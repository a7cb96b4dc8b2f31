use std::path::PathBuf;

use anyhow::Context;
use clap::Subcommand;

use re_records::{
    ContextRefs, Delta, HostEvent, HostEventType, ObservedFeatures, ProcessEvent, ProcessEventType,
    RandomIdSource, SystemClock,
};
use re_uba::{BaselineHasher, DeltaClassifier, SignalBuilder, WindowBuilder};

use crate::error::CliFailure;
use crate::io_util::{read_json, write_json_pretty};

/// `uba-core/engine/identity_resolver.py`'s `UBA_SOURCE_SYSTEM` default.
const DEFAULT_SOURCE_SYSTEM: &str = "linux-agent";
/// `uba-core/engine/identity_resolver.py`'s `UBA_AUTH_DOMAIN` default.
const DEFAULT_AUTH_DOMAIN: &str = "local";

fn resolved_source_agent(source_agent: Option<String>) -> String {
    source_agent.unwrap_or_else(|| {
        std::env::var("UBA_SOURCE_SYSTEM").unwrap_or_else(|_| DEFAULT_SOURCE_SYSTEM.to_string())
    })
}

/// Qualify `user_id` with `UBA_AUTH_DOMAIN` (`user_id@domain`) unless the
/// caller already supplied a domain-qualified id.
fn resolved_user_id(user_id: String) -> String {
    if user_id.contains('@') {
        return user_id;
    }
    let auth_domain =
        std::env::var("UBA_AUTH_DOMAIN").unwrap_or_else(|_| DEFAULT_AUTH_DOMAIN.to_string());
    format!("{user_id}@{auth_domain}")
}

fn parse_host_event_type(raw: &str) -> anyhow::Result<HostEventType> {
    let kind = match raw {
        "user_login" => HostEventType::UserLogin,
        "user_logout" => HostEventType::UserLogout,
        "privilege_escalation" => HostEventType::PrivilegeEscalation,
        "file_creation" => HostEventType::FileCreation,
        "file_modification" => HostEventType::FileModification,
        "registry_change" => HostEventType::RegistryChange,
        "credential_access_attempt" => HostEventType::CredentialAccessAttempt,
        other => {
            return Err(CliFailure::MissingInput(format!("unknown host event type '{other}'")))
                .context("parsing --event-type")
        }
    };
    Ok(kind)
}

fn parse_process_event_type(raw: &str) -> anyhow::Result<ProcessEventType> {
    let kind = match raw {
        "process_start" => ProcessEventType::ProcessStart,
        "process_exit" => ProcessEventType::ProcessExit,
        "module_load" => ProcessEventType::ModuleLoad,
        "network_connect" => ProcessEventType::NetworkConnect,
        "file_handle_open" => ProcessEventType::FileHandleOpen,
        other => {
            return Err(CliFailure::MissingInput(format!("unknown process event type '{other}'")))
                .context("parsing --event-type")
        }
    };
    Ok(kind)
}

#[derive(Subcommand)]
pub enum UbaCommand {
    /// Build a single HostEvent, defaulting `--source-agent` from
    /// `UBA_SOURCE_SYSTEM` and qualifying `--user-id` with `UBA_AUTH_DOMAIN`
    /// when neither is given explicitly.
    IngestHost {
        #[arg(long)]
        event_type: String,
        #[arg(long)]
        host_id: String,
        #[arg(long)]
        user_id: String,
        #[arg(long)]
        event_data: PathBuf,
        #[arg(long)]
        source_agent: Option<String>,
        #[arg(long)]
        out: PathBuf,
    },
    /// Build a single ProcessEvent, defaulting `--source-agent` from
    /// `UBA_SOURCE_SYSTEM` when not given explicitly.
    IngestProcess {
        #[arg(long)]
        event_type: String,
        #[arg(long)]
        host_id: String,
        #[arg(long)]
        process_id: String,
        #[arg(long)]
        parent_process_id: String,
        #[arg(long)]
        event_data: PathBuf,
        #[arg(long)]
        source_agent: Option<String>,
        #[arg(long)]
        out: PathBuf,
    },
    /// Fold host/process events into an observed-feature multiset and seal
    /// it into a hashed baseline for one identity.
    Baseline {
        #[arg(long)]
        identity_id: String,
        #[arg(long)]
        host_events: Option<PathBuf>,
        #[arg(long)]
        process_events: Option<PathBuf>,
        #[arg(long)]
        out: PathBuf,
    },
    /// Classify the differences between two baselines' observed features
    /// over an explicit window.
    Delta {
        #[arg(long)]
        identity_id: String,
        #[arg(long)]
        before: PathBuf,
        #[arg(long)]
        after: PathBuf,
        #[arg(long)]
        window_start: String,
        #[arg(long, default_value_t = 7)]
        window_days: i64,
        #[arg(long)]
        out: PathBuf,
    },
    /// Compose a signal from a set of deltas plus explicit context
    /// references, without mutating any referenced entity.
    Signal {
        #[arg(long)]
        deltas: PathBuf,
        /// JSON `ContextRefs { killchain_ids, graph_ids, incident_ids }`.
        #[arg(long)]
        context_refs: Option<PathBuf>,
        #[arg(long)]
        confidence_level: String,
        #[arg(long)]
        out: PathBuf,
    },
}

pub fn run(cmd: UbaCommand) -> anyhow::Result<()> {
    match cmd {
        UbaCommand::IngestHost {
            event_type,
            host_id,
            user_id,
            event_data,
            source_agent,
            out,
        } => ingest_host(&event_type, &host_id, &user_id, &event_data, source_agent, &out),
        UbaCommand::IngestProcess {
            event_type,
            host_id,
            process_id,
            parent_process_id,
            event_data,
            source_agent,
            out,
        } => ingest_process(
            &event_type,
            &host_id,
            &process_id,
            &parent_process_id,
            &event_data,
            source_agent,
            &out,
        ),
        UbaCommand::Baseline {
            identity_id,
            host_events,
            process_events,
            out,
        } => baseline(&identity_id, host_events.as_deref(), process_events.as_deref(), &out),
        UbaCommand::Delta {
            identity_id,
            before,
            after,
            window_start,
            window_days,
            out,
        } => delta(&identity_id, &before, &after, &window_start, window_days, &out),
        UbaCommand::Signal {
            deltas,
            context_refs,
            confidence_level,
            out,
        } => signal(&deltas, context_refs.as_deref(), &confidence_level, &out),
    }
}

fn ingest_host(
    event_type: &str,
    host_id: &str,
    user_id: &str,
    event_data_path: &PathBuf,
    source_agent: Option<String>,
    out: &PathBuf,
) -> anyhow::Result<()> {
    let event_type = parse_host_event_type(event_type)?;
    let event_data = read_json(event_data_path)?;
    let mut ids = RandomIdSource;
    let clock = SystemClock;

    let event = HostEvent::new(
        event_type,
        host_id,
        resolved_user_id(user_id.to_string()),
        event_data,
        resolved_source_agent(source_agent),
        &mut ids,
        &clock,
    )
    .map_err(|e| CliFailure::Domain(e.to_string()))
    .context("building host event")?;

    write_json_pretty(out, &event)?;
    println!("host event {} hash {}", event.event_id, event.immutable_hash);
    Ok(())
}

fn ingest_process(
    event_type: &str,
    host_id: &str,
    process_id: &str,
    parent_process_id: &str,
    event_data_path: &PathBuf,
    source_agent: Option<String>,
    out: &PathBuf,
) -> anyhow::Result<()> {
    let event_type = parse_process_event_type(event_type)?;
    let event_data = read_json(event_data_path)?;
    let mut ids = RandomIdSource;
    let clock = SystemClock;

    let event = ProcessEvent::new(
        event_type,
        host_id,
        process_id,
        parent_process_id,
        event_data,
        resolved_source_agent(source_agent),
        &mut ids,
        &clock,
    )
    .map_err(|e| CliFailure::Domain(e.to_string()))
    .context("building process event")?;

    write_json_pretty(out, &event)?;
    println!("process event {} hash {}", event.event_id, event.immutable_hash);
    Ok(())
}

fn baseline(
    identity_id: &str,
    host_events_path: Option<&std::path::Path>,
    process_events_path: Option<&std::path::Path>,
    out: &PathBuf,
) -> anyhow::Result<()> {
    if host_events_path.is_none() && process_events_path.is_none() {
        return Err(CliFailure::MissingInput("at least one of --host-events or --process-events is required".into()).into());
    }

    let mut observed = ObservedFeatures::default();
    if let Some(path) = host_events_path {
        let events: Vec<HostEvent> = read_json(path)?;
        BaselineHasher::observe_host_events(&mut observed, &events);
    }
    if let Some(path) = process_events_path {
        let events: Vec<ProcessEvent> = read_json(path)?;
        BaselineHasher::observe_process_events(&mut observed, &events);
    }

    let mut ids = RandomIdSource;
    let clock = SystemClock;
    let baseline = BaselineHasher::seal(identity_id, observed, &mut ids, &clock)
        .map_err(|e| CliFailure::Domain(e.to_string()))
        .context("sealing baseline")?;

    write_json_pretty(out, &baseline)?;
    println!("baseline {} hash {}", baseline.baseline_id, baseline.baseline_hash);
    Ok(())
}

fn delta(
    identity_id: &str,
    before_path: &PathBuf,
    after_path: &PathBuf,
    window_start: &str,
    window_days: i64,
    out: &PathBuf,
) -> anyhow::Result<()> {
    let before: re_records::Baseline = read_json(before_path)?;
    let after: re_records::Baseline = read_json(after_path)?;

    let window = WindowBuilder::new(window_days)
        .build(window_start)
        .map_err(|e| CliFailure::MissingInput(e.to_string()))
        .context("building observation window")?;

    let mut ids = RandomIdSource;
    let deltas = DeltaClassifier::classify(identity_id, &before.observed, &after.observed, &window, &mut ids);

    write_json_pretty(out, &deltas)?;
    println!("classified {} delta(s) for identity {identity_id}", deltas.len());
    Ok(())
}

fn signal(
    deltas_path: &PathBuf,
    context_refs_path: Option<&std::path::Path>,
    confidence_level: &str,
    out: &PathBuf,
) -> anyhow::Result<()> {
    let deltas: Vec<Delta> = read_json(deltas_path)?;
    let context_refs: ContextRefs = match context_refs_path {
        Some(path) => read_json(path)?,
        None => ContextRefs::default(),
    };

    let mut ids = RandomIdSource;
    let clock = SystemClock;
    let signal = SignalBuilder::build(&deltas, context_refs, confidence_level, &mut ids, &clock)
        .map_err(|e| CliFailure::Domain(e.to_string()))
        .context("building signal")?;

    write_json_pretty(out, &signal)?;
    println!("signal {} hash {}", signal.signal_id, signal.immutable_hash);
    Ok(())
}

About this task: Filter the data, keeping only the lines that contain "given".

Task output:
    /// when neither is given explicitly.
    /// `UBA_SOURCE_SYSTEM` when not given explicitly.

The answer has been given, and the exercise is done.